[REQUIREMENT] Collect the lines of the entries where "format" shows up.

───── AVAILABLE DATA

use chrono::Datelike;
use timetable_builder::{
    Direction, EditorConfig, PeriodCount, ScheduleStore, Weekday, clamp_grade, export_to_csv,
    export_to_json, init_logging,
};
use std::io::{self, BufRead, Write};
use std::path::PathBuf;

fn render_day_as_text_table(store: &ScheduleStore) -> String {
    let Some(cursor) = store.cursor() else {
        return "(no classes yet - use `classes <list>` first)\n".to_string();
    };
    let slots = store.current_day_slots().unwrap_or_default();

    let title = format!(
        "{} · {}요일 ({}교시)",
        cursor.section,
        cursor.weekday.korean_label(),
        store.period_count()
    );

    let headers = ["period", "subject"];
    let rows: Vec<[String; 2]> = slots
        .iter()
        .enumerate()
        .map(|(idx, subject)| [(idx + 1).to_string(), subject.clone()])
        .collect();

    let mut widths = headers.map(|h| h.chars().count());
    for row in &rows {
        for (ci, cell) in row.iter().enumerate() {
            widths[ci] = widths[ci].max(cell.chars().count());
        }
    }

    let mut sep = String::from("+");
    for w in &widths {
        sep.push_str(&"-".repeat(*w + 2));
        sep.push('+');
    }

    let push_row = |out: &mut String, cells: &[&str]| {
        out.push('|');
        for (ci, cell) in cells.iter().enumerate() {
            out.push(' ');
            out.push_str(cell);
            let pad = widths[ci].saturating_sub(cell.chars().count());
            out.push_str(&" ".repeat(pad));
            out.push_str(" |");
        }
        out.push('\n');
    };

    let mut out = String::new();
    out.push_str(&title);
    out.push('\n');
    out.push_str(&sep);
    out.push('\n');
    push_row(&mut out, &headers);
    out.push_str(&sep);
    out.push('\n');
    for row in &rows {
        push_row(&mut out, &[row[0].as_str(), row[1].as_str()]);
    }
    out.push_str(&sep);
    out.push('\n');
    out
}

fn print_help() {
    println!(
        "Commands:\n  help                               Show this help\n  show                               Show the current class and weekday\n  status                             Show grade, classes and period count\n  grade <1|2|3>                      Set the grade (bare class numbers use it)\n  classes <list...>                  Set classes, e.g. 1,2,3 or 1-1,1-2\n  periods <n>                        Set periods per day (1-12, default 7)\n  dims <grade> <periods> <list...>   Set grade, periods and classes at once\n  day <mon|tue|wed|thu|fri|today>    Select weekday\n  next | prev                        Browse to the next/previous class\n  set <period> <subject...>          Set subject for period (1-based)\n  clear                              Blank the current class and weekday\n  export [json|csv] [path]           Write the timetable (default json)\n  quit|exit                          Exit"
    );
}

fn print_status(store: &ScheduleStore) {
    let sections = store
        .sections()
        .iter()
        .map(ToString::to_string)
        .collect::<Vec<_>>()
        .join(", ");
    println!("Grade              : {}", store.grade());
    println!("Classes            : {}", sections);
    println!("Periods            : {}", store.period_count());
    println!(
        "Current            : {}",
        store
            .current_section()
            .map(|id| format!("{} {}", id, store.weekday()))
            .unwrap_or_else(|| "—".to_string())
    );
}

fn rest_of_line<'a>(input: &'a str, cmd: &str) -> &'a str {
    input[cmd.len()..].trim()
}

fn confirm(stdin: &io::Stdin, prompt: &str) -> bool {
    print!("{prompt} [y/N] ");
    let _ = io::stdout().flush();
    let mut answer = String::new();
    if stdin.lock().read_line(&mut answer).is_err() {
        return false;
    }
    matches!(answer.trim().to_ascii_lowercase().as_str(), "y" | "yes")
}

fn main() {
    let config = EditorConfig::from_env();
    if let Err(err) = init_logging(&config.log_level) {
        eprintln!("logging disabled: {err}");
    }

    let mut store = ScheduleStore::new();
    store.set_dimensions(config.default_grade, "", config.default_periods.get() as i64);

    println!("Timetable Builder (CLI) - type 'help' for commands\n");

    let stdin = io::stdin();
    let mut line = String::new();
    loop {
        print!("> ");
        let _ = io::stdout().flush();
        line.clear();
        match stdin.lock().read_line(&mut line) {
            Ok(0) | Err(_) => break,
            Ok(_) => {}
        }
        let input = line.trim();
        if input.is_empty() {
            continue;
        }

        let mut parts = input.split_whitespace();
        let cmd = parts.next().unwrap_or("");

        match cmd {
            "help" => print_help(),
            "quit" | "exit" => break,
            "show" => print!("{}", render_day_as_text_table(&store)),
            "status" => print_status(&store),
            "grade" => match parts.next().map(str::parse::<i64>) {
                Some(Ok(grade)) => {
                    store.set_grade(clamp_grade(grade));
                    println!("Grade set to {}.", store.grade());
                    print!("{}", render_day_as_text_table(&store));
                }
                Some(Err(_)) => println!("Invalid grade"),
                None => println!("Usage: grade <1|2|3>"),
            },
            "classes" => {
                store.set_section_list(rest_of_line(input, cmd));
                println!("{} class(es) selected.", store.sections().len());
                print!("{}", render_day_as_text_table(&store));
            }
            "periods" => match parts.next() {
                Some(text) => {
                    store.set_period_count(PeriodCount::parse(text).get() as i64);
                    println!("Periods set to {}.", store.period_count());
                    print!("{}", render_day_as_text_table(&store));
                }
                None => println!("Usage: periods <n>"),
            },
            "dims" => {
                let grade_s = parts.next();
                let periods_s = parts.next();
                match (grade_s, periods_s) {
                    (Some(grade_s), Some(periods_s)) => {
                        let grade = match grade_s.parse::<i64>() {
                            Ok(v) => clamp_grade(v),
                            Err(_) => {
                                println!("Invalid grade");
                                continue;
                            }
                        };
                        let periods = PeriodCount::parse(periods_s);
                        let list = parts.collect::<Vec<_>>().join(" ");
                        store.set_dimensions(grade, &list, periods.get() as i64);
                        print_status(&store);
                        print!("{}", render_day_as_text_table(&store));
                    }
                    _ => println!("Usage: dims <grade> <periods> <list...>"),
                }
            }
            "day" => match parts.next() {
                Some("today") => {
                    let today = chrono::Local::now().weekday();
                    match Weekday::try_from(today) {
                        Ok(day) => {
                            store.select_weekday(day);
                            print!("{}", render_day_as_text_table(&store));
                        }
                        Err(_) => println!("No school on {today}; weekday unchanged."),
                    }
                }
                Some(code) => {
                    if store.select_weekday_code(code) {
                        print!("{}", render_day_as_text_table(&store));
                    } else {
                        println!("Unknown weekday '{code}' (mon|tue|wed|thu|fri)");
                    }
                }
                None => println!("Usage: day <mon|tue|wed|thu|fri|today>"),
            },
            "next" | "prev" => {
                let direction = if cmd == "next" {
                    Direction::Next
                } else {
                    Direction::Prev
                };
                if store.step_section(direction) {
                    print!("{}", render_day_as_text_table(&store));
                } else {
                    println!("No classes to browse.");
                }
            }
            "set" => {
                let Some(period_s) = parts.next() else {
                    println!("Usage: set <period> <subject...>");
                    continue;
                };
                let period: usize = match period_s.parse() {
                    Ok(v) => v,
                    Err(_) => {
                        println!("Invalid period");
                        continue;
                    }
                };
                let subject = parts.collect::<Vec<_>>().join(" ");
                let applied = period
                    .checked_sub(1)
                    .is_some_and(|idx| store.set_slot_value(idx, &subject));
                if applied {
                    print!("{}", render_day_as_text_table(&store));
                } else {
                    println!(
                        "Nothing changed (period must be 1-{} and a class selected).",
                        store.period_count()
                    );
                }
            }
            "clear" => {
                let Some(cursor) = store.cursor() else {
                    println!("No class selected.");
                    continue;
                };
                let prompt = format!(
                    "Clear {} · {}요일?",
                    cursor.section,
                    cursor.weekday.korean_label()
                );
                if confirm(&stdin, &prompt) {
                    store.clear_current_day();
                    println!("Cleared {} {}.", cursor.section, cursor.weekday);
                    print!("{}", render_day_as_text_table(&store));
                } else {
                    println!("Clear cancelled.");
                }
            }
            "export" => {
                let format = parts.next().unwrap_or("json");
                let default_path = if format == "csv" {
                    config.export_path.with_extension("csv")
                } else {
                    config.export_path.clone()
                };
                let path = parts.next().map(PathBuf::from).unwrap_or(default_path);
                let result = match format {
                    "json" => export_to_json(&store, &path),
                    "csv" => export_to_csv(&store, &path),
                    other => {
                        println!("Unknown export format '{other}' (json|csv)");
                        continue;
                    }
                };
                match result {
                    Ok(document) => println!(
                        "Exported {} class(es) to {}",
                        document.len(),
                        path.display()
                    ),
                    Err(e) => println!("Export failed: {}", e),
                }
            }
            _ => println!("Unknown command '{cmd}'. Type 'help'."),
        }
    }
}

──────────

[RESULT]
    let title = format!(
            .map(|id| format!("{} {}", id, store.weekday()))
                let prompt = format!(
                let format = parts.next().unwrap_or("json");
                let default_path = if format == "csv" {
                let result = match format {
                        println!("Unknown export format '{other}' (json|csv)");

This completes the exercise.